(Summary) Ind AS 28

Investments in Associates and Joint Ventures

Is to prescribe the accounting for investments in associates and to set out the requirements for the application of the equity method when accounting for investments in associates and joint ventures.

Applies to all entities that are investors with joint control of, or significant influence over, an investee.

  1.  Associate
  2. Significant influence
  3. Joint arrangement
  4. Joint control
  5. Joint venture
  6. Equity method

Associates: Entity over which the investor has significant influence

Joint arrangement: An arrangement of which two or more parties have joint control.

Significant influence: The power to participate in the financial and operating policy decisions of the investee but is not control or joint control of those policies.

If entity holds voting power in investee

 
20% or more Entity has significant influence
Less than 20% – presumed that: Entity does not have significant influence (unless clearly demonstrated otherwise)

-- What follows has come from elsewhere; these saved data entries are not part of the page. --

//! CLI command definitions using clap

use clap::{Parser, Subcommand, ValueEnum};
use std::path::PathBuf;

/// Shopwright: end-to-end journeys for the Automation Exercise storefront
#[derive(Parser, Debug)]
#[command(name = "shopwright")]
#[command(author, version, about, long_about = None)]
#[command(propagate_version = true)]
pub struct Cli {
    /// Verbosity level (-v, -vv, -vvv)
    #[arg(short, long, action = clap::ArgAction::Count, global = true)]
    pub verbose: u8,

    /// Quiet mode (suppress non-error output)
    #[arg(short, long, global = true)]
    pub quiet: bool,

    /// Log line format on stderr
    #[arg(long, value_enum, default_value = "text", global = true)]
    pub log_format: LogFormatArg,

    /// Color output (auto, always, never)
    #[arg(long, value_enum, default_value = "auto", global = true)]
    pub color: ColorArg,

    /// Subcommand to run
    #[command(subcommand)]
    pub command: Commands,
}

/// CLI subcommands
#[derive(Subcommand, Debug)]
pub enum Commands {
    /// Run the journey catalogue
    Run(RunArgs),

    /// List journeys
    List(ListArgs),

    /// Show the effective configuration
    Config(ConfigArgs),
}

/// Arguments for the run command
#[derive(Parser, Debug, Default)]
#[allow(clippy::struct_excessive_bools)]
pub struct RunArgs {
    /// Only run journeys whose name contains this pattern
    #[arg(short, long)]
    pub filter: Option<String>,

    /// Run against the in-memory storefront instead of Chromium
    #[arg(long)]
    pub offline: bool,

    /// Concurrent journeys, each on its own session
    #[arg(short = 'j', long)]
    pub workers: Option<usize>,

    /// Stop starting journeys after the first failure
    #[arg(long)]
    pub fail_fast: bool,

    /// Show the browser window
    #[arg(long)]
    pub headed: bool,

    /// Site under test
    #[arg(long, env = "SHOPWRIGHT_BASE_URL")]
    pub base_url: Option<String>,

    /// YAML configuration file
    #[arg(short, long)]
    pub config: Option<PathBuf>,

    /// Report format on stdout
    #[arg(long, value_enum, default_value = "text")]
    pub format: ReportFormatArg,

    /// Also write the report to this file
    #[arg(short, long)]
    pub output: Option<PathBuf>,

    /// Directory for screenshots and attachments
    #[arg(long)]
    pub artifacts: Option<PathBuf>,
}

/// Arguments for the list command
#[derive(Parser, Debug, Default)]
pub struct ListArgs {
    /// Only list journeys whose name contains this pattern
    #[arg(short, long)]
    pub filter: Option<String>,
}

/// Arguments for the config command
#[derive(Parser, Debug, Default)]
pub struct ConfigArgs {
    /// YAML configuration file
    #[arg(short, long)]
    pub config: Option<PathBuf>,
}

/// Report format argument
#[derive(ValueEnum, Clone, Copy, Debug, Default, PartialEq, Eq)]
pub enum ReportFormatArg {
    /// Human-readable text
    #[default]
    Text,
    /// JSON
    Json,
    /// JUnit XML
    Junit,
}

impl From<ReportFormatArg> for shopwright::ReportFormat {
    fn from(arg: ReportFormatArg) -> Self {
        match arg {
            ReportFormatArg::Text => Self::Text,
            ReportFormatArg::Json => Self::Json,
            ReportFormatArg::Junit => Self::Junit,
        }
    }
}

/// Log format argument
#[derive(ValueEnum, Clone, Copy, Debug, Default, PartialEq, Eq)]
pub enum LogFormatArg {
    /// Human-readable lines
    #[default]
    Text,
    /// One JSON object per line
    Json,
}

/// Color argument
#[derive(ValueEnum, Clone, Copy, Debug, Default, PartialEq, Eq)]
pub enum ColorArg {
    /// Auto-detect
    #[default]
    Auto,
    /// Always use colors
    Always,
    /// Never use colors
    Never,
}

impl From<ColorArg> for crate::config::ColorChoice {
    fn from(arg: ColorArg) -> Self {
        match arg {
            ColorArg::Auto => Self::Auto,
            ColorArg::Always => Self::Always,
            ColorArg::Never => Self::Never,
        }
    }
}

#[cfg(test)]
#[allow(clippy::unwrap_used, clippy::expect_used)]
mod tests {
    use super::*;

    mod cli_parsing_tests {
        use super::*;

        #[test]
        fn test_run_flags() {
            let cli = Cli::try_parse_from([
                "shopwright",
                "-vv",
                "run",
                "--offline",
                "--filter",
                "login",
                "-j",
                "4",
                "--fail-fast",
                "--format",
                "json",
            ])
            .unwrap();
            assert_eq!(cli.verbose, 2);
            let Commands::Run(args) = cli.command else {
                panic!("expected run");
            };
            assert!(args.offline);
            assert!(args.fail_fast);
            assert_eq!(args.workers, Some(4));
            assert_eq!(args.filter.as_deref(), Some("login"));
            assert_eq!(args.format, ReportFormatArg::Json);
        }

        #[test]
        fn test_global_flags_after_subcommand() {
            let cli = Cli::try_parse_from(["shopwright", "list", "-q", "--log-format", "json"]).unwrap();
            assert!(cli.quiet);
            assert_eq!(cli.log_format, LogFormatArg::Json);
        }

        #[test]
        fn test_subcommand_required() {
            assert!(Cli::try_parse_from(["shopwright"]).is_err());
        }

        #[test]
        fn test_unknown_format_rejected() {
            assert!(Cli::try_parse_from(["shopwright", "run", "--format", "html"]).is_err());
        }
    }
}
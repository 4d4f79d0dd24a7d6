//! Confirmation pages shown after creating or deleting an account.

use crate::expect::expect;
use crate::locator::Locator;
use crate::page_object::{PageObject, UrlMatcher};
use crate::result::E2eResult;
use crate::session::Session;
use async_trait::async_trait;

/// Heading after signup completes
pub const ACCOUNT_CREATED: &str = "Account Created!";
/// Heading after the account is deleted
pub const ACCOUNT_DELETED: &str = "Account Deleted!";

const CREATED_PATH: &str = "/account_created";
const DELETED_PATH: &str = "/delete_account";

/// `/account_created` and `/delete_account`
#[derive(Debug, Clone)]
pub struct AccountPage<'s> {
    session: &'s Session,
    created_heading: Locator,
    deleted_heading: Locator,
    continue_button: Locator,
}

impl<'s> AccountPage<'s> {
    /// Bind the page locators to `session`; no I/O happens here
    #[must_use]
    pub fn new(session: &'s Session) -> Self {
        Self {
            session,
            created_heading: Locator::new("h2[data-qa=\"account-created\"]"),
            deleted_heading: Locator::new("h2[data-qa=\"account-deleted\"]"),
            continue_button: Locator::new("a[data-qa=\"continue-button\"]"),
        }
    }

    /// "Account Created!" is shown
    pub async fn verify_account_created(&self) -> E2eResult<()> {
        let heading = expect(self.session.locate(&self.created_heading));
        heading.to_be_visible().await?;
        heading.to_have_text(ACCOUNT_CREATED).await
    }

    /// "Account Deleted!" is shown
    pub async fn verify_account_deleted(&self) -> E2eResult<()> {
        let heading = expect(self.session.locate(&self.deleted_heading));
        heading.to_be_visible().await?;
        heading.to_have_text(ACCOUNT_DELETED).await
    }

    /// Leave the confirmation for the site root
    pub async fn click_continue(&self) -> E2eResult<()> {
        self.session.locate(&self.continue_button).click().await
    }
}

#[async_trait]
impl PageObject for AccountPage<'_> {
    fn session(&self) -> &Session {
        self.session
    }

    fn page_name(&self) -> &'static str {
        "account"
    }

    fn url_pattern(&self) -> &str {
        CREATED_PATH
    }

    fn landmark(&self) -> &Locator {
        &self.continue_button
    }

    fn locators(&self) -> Vec<(&'static str, &Locator)> {
        vec![
            ("created_heading", &self.created_heading),
            ("deleted_heading", &self.deleted_heading),
            ("continue_button", &self.continue_button),
        ]
    }

    /// Either confirmation counts
    async fn is_current(&self) -> E2eResult<bool> {
        let url = self.session.url().await?;
        Ok([CREATED_PATH, DELETED_PATH]
            .iter()
            .any(|path| UrlMatcher::new(path).matches(&url)))
    }
}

The existence of significant influence by an entity is usually evidenced in one or more of the following ways:

  • Representation on the board of directors or equivalent governing body of the investee;
  • Participation in the policy-making process, including participation in decisions about dividends or other distributions;
  • Material transactions between the entity and the investee;
  • Interchange of managerial personnel; or
  • Provision of essential technical information
  1. Basic principle: Investment in Associates or JV is initially recognized at cost and the carrying amount is increased / decreased to recognise the investor’s share of the profit or loss after the date of acquisition, which is recognized in Investor’s Profit or Loss.
  2. Distributions and other adjustments to carrying amount: Distributions received from an investee- reduce the carrying amount of the investment.
  1. Exemptions from applying the equity method: if the entity is a parent that is exempt from preparing CFS or if the given conditions are satisfied.
  2. Classification as held for sale: Apply Ind AS 105 to Investment that meets the criteria to be classified as held for sale. Apply Ind AS 28 to any Retained portion of an investment that has not been classified as held for sale.
  3. Discontinue the equity method: from the date when its investment ceases to be an associates, or JV. If an investment in an associates becomes an investment in a JV or vice versa, continue to apply the equity method and do not remeasure the retained interest.
  4. Equity method procedures: The most recent available FS of the associates or JV are used by the entity in applying the equity method. The entity’s FS shall be prepared using uniform accounting policies for like transactions and events in similar circumstances unless, in case of associates, it is impracticable to do so.
  5. Separate financial statements: An investment in an associates or a JV should be accounted for in the entity’s separate FS in accordance with para 10 of Ind AS 27.